A health practitioner may also order this test when someone has signs and symptoms associated with primary amyloidosis. Amyloidosis develops when abnormal proteins build up in organs or tissue, particularly the heart, liver, kidneys, spleen, gastrointestinal tract, and nervous system. In primary amyloidosis, the proteins are free light chains. Depending on the organs affected, the person may have a variety of symptoms such as:
- Swelling of ankles and legs
- Weakness, fatigue
- Numbness, weakness or tingling of the arms and legs
- Shortness of breath, difficulty breathing
- An irregular heartbeat
- Easy bruising
- Purple patches around the eyes (so-called raccoon's eyes)
- Tongue swelling
When a light chain disorder is diagnosed, the test may be ordered periodically to monitor the condition and to evaluate the effectiveness of treatment.
What does the test result mean?
Results of a serum free light chain test will often be evaluated in conjunction with the results of a protein electrophoresis test.
Free light chains will normally be present in the blood at low levels, with a kappa/lambda ratio of approximately 0.26 to 1.65.
Increased kappa free light chains and an increased kappa/lambda ratio may be seen with plasma cell disorders that produce excess monoclonal kappa light chains.
Increased lambda free light chains and a decreased kappa/lambda ratio may be seen with plasma cell disorders that produce excess monoclonal lambda light chains. In general, significantly increased free light chain production and an abnormal kappa/lambda ratio indicate a poorer prognosis and an increased risk of disease progression.
When the test is used to monitor a known plasma cell disorder, a decrease in the quantity of excess light chain and a more normal kappa/lambda ratio indicates a response to treatment.
Increased free light chains with a normal serum free kappa/lambda ratio may be seen with people who have some degree of kidney dysfunction that is unrelated to a plasma cell disorder. Decreased free light chains with a normal kappa/lambda ratio may be seen with a disorder that suppresses bone marrow cell production.
With suspected primary amyloidosis, an increase in serum free light chains with an abnormal kappa/lambda ratio may suggest that amyloidosis is the cause of symptoms. However, a biopsy of affected tissue is the primary means of establishing the diagnosis.
Is there anything else I should know?
Monoclonal gammopathy of undetermined significance (MGUS) is the most common plasma cell disorder and it usually does not cause symptoms. A percentage of people with MGUS will later develop multiple myeloma. This risk is increased in those with increased free light chain production and an abnormal kappa/lambda ratio.
Serum free light chains can also be increased, usually with a normal kappa/lambda ratio, with some connective tissue disorders, inflammatory conditions, neurological conditions, and some cancers but are not typically monitored in people with these conditions.

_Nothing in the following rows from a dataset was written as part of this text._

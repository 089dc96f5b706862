//! Yield-adapter interface and the in-memory reference implementation.
//!
//! An adapter is where a vault's underlying actually sits while it earns:
//! a money-market desk, a treasury ladder, a lending pool. The core does
//! not care which. It pushes principal in after minting, recalls it to pay
//! settled withdrawals, and at proposal time cross-checks the relayer's
//! reported total against what the adapters themselves claim to hold.
//!
//! Adapters are attached per vault and injected as capabilities, like the
//! authorizer. The core never constructs one.

use std::collections::HashMap;

use parking_lot::RwLock;
use thiserror::Error;

use crate::ids::{AssetId, VaultId};

// ---------------------------------------------------------------------------
// Errors
// ---------------------------------------------------------------------------

/// Errors an adapter can report.
#[derive(Debug, Error)]
pub enum AdapterError {
    /// Redeeming more than the position holds.
    #[error("adapter position for vault {vault} holds {available} of {asset}, cannot redeem {requested}")]
    InsufficientAssets {
        /// The vault whose position was addressed.
        vault: VaultId,
        /// The asset requested.
        asset: AssetId,
        /// What the position holds.
        available: u64,
        /// What the caller asked for.
        requested: u64,
    },

    /// Depositing past the representable range.
    #[error("adapter position overflow for vault {vault}: depositing {amount} of {asset}")]
    PositionOverflow {
        /// The vault whose position was addressed.
        vault: VaultId,
        /// The asset deposited.
        asset: AssetId,
        /// The deposit that overflowed.
        amount: u64,
    },
}

// ---------------------------------------------------------------------------
// Adapter
// ---------------------------------------------------------------------------

/// Capability interface over an external yield venue.
///
/// Methods take `&self`: implementations are shared behind `Arc` and
/// manage their own synchronization. `total_assets` is the live figure the
/// settlement cross-check reads; `last_total_assets` is the figure as of
/// the most recent flow through the adapter, so the spread between the two
/// is the accrual since.
pub trait Adapter: Send + Sync {
    /// Pushes `amount` of `asset` into the venue on behalf of a vault.
    /// Returns the position's new total.
    fn deposit(
        &self,
        asset: &AssetId,
        amount: u64,
        on_behalf_of: &VaultId,
    ) -> Result<u64, AdapterError>;

    /// Recalls `amount` of `asset` from the venue on behalf of a vault.
    /// Returns the position's remaining total.
    fn redeem(
        &self,
        asset: &AssetId,
        amount: u64,
        on_behalf_of: &VaultId,
    ) -> Result<u64, AdapterError>;

    /// The venue's current holding for the vault, accrual included.
    fn total_assets(&self, vault: &VaultId, asset: &AssetId) -> u64;

    /// The holding as of the last deposit or redeem through this adapter.
    fn last_total_assets(&self, vault: &VaultId, asset: &AssetId) -> u64;
}

// ---------------------------------------------------------------------------
// StaticAdapter
// ---------------------------------------------------------------------------

/// A vault's position inside a [`StaticAdapter`].
#[derive(Clone, Copy, Debug, Default, PartialEq, Eq)]
struct Position {
    /// Live holding, simulated accrual included.
    total: u64,
    /// Holding as of the last flow through the adapter.
    last: u64,
}

/// In-memory venue used by tests, demos, and the keeper's simulation mode.
///
/// Holdings sit in a table keyed by vault and asset. Accrual does not
/// happen on its own; drive it with [`StaticAdapter::set_total_assets`],
/// which moves the live figure while leaving `last_total_assets` behind,
/// exactly the shape a real venue's report drift takes.
#[derive(Debug, Default)]
pub struct StaticAdapter {
    positions: RwLock<HashMap<(VaultId, AssetId), Position>>,
}

impl StaticAdapter {
    /// Creates an adapter holding nothing.
    pub fn new() -> Self {
        Self::default()
    }

    /// Overrides the live holding for a position, simulating venue-side
    /// accrual (or loss). `last_total_assets` keeps its old figure.
    pub fn set_total_assets(&self, vault: &VaultId, asset: &AssetId, total: u64) {
        let mut positions = self.positions.write();
        positions.entry((*vault, *asset)).or_default().total = total;
    }

    /// Number of non-empty positions across all vaults.
    pub fn position_count(&self) -> usize {
        self.positions.read().len()
    }
}

impl Adapter for StaticAdapter {
    fn deposit(
        &self,
        asset: &AssetId,
        amount: u64,
        on_behalf_of: &VaultId,
    ) -> Result<u64, AdapterError> {
        let mut positions = self.positions.write();
        let position = positions.entry((*on_behalf_of, *asset)).or_default();
        let total = position
            .total
            .checked_add(amount)
            .ok_or(AdapterError::PositionOverflow {
                vault: *on_behalf_of,
                asset: *asset,
                amount,
            })?;
        position.total = total;
        position.last = total;
        Ok(total)
    }

    fn redeem(
        &self,
        asset: &AssetId,
        amount: u64,
        on_behalf_of: &VaultId,
    ) -> Result<u64, AdapterError> {
        let mut positions = self.positions.write();
        let position = positions.entry((*on_behalf_of, *asset)).or_default();
        let total = position
            .total
            .checked_sub(amount)
            .ok_or(AdapterError::InsufficientAssets {
                vault: *on_behalf_of,
                asset: *asset,
                available: position.total,
                requested: amount,
            })?;
        position.total = total;
        position.last = total;
        Ok(total)
    }

    fn total_assets(&self, vault: &VaultId, asset: &AssetId) -> u64 {
        self.positions
            .read()
            .get(&(*vault, *asset))
            .map(|position| position.total)
            .unwrap_or(0)
    }

    fn last_total_assets(&self, vault: &VaultId, asset: &AssetId) -> u64 {
        self.positions
            .read()
            .get(&(*vault, *asset))
            .map(|position| position.last)
            .unwrap_or(0)
    }
}
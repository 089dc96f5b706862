//! # Batch Receivers
//!
//! Isolated per-batch custody for settled institutional withdrawals.
//!
//! When a primary-vault batch settles, the underlying owed to that batch's
//! redeemers is set aside in a [`BatchReceiver`] entry instead of staying
//! commingled with the vault. Each entry is bound to exactly one batch and
//! one authorizing gateway account at initialization and never reused, so a
//! claim against batch N can never drain funds reserved for batch M.
//!
//! The [`ReceiverRegistry`] is the keyed table holding these entries. The
//! settlement path initializes and funds them; the authorizing gateway is
//! the only party that may pull from them.

use std::collections::HashMap;

use chrono::{DateTime, Utc};
use serde::{Deserialize, Serialize};
use thiserror::Error;

use crate::ids::{AssetId, BatchId};

// ---------------------------------------------------------------------------
// Errors
// ---------------------------------------------------------------------------

/// Errors that can occur against receiver custody entries.
#[derive(Debug, Error)]
pub enum ReceiverError {
    /// No receiver entry exists for this batch.
    #[error("no receiver initialized for batch {0}")]
    ReceiverNotFound(BatchId),

    /// A receiver entry may only be initialized once.
    #[error("receiver for batch {0} already initialized")]
    AlreadyInitialized(BatchId),

    /// The pulling account is not the gateway this receiver was bound to.
    #[error("receiver for batch {batch} authorizes gateway {expected}, not {actual}")]
    GatewayMismatch {
        /// The batch whose receiver was addressed.
        batch: BatchId,
        /// The gateway account fixed at initialization.
        expected: String,
        /// The account that attempted the pull.
        actual: String,
    },

    /// The receiver was funded in a different asset than the pull names.
    #[error("receiver for batch {batch} holds {expected}, not {actual}")]
    AssetMismatch {
        /// The batch whose receiver was addressed.
        batch: BatchId,
        /// The asset fixed at initialization.
        expected: AssetId,
        /// The asset named by the pull.
        actual: AssetId,
    },

    /// Funding would overflow the receiver's running totals.
    #[error("funding overflow on receiver for batch {batch}: adding {amount}")]
    FundingOverflow {
        /// The batch whose receiver was being funded.
        batch: BatchId,
        /// The amount that could not be added.
        amount: u64,
    },

    /// Tried to pull more than the receiver still holds.
    #[error("insufficient receiver balance for batch {batch}: requested {requested}, available {available}")]
    InsufficientBalance {
        /// The batch whose receiver was addressed.
        batch: BatchId,
        /// The amount the gateway tried to pull.
        requested: u64,
        /// The amount still held.
        available: u64,
    },
}

// ---------------------------------------------------------------------------
// Types
// ---------------------------------------------------------------------------

/// Custody entry for one settled batch's withdrawal funds.
///
/// `funded` only ever grows; `balance` is what remains claimable. Once the
/// last redeemer has pulled, `balance` sits at zero and the entry stays in
/// the table as an audit record.
#[derive(Debug, Clone, PartialEq, Eq, Serialize, Deserialize)]
pub struct BatchReceiver {
    /// The batch this entry custodies for. Fixed at initialization.
    pub batch: BatchId,
    /// The asset held. Fixed at initialization.
    pub asset: AssetId,
    /// The only account allowed to pull. Fixed at initialization.
    pub gateway: String,
    /// Cumulative settlement funding.
    pub funded: u64,
    /// Remaining claimable balance.
    pub balance: u64,
    /// When the entry was initialized.
    pub initialized_at: DateTime<Utc>,
}

// ---------------------------------------------------------------------------
// Registry
// ---------------------------------------------------------------------------

/// The keyed table of per-batch custody entries.
#[derive(Debug, Clone, Default, PartialEq, Eq, Serialize, Deserialize)]
pub struct ReceiverRegistry {
    receivers: HashMap<BatchId, BatchReceiver>,
}

impl ReceiverRegistry {
    /// Creates an empty registry.
    pub fn new() -> Self {
        Self::default()
    }

    /// Initializes the custody entry for a batch, binding its gateway and
    /// asset permanently.
    ///
    /// # Errors
    ///
    /// Returns [`ReceiverError::AlreadyInitialized`] on a second call for
    /// the same batch.
    pub fn initialize(
        &mut self,
        batch: BatchId,
        asset: AssetId,
        gateway: &str,
        now: DateTime<Utc>,
    ) -> Result<(), ReceiverError> {
        if self.receivers.contains_key(&batch) {
            return Err(ReceiverError::AlreadyInitialized(batch));
        }
        self.receivers.insert(
            batch,
            BatchReceiver {
                batch,
                asset,
                gateway: gateway.to_string(),
                funded: 0,
                balance: 0,
                initialized_at: now,
            },
        );
        Ok(())
    }

    /// Credits settlement funding to a batch's receiver.
    pub fn fund(&mut self, batch: &BatchId, amount: u64) -> Result<(), ReceiverError> {
        let receiver = self
            .receivers
            .get(batch)
            .ok_or(ReceiverError::ReceiverNotFound(*batch))?;
        let funded = receiver
            .funded
            .checked_add(amount)
            .ok_or(ReceiverError::FundingOverflow {
                batch: *batch,
                amount,
            })?;
        let balance = receiver
            .balance
            .checked_add(amount)
            .ok_or(ReceiverError::FundingOverflow {
                batch: *batch,
                amount,
            })?;
        if let Some(receiver) = self.receivers.get_mut(batch) {
            receiver.funded = funded;
            receiver.balance = balance;
        }
        Ok(())
    }

    /// Pulls assets out of a batch's receiver on behalf of its gateway.
    ///
    /// The pull is validated against the entry's fixed batch binding, its
    /// authorizing gateway, and its asset. Returns the remaining balance.
    ///
    /// # Errors
    ///
    /// Returns [`ReceiverError::GatewayMismatch`] when `gateway` is not the
    /// bound account, [`ReceiverError::AssetMismatch`] when `asset` differs
    /// from the funded asset, and [`ReceiverError::InsufficientBalance`]
    /// when the entry cannot cover `amount`.
    pub fn pull_assets(
        &mut self,
        batch: &BatchId,
        asset: &AssetId,
        gateway: &str,
        amount: u64,
    ) -> Result<u64, ReceiverError> {
        let receiver = self
            .receivers
            .get(batch)
            .ok_or(ReceiverError::ReceiverNotFound(*batch))?;
        if receiver.gateway != gateway {
            return Err(ReceiverError::GatewayMismatch {
                batch: *batch,
                expected: receiver.gateway.clone(),
                actual: gateway.to_string(),
            });
        }
        if receiver.asset != *asset {
            return Err(ReceiverError::AssetMismatch {
                batch: *batch,
                expected: receiver.asset,
                actual: *asset,
            });
        }
        let remaining = receiver
            .balance
            .checked_sub(amount)
            .ok_or(ReceiverError::InsufficientBalance {
                batch: *batch,
                requested: amount,
                available: receiver.balance,
            })?;
        if let Some(receiver) = self.receivers.get_mut(batch) {
            receiver.balance = remaining;
        }
        Ok(remaining)
    }

    /// Looks up a batch's receiver entry.
    pub fn get(&self, batch: &BatchId) -> Option<&BatchReceiver> {
        self.receivers.get(batch)
    }

    /// Whether a receiver has been initialized for this batch.
    pub fn contains(&self, batch: &BatchId) -> bool {
        self.receivers.contains_key(batch)
    }

    /// Sum of unclaimed balances across all receivers holding `asset`.
    ///
    /// This is the receiver side of the backing equation: issued supply
    /// equals vault baselines plus this figure, at every settled state.
    pub fn total_unclaimed(&self, asset: &AssetId) -> u64 {
        self.receivers
            .values()
            .filter(|r| r.asset == *asset)
            .fold(0u64, |acc, r| acc.saturating_add(r.balance))
    }

    /// Iterates over all entries, in no particular order.
    pub fn iter(&self) -> impl Iterator<Item = &BatchReceiver> {
        self.receivers.values()
    }

    /// Number of initialized entries.
    pub fn len(&self) -> usize {
        self.receivers.len()
    }

    /// Whether no entry has been initialized.
    pub fn is_empty(&self) -> bool {
        self.receivers.is_empty()
    }
}

// ---------------------------------------------------------------------------
// Tests
// ---------------------------------------------------------------------------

Serum free light chain analysis accelerates the detection of treatment response because the free light chains have a much shorter half-life (3-5 hours) than intact immunoglobulins (about 21 days). Although it is traditionally used for light chain-only plasma cell disorders, the test has increasingly been used for treatment monitoring of myelomas that produce intact immunoglobulins (e.g., IgG, IgA) as well.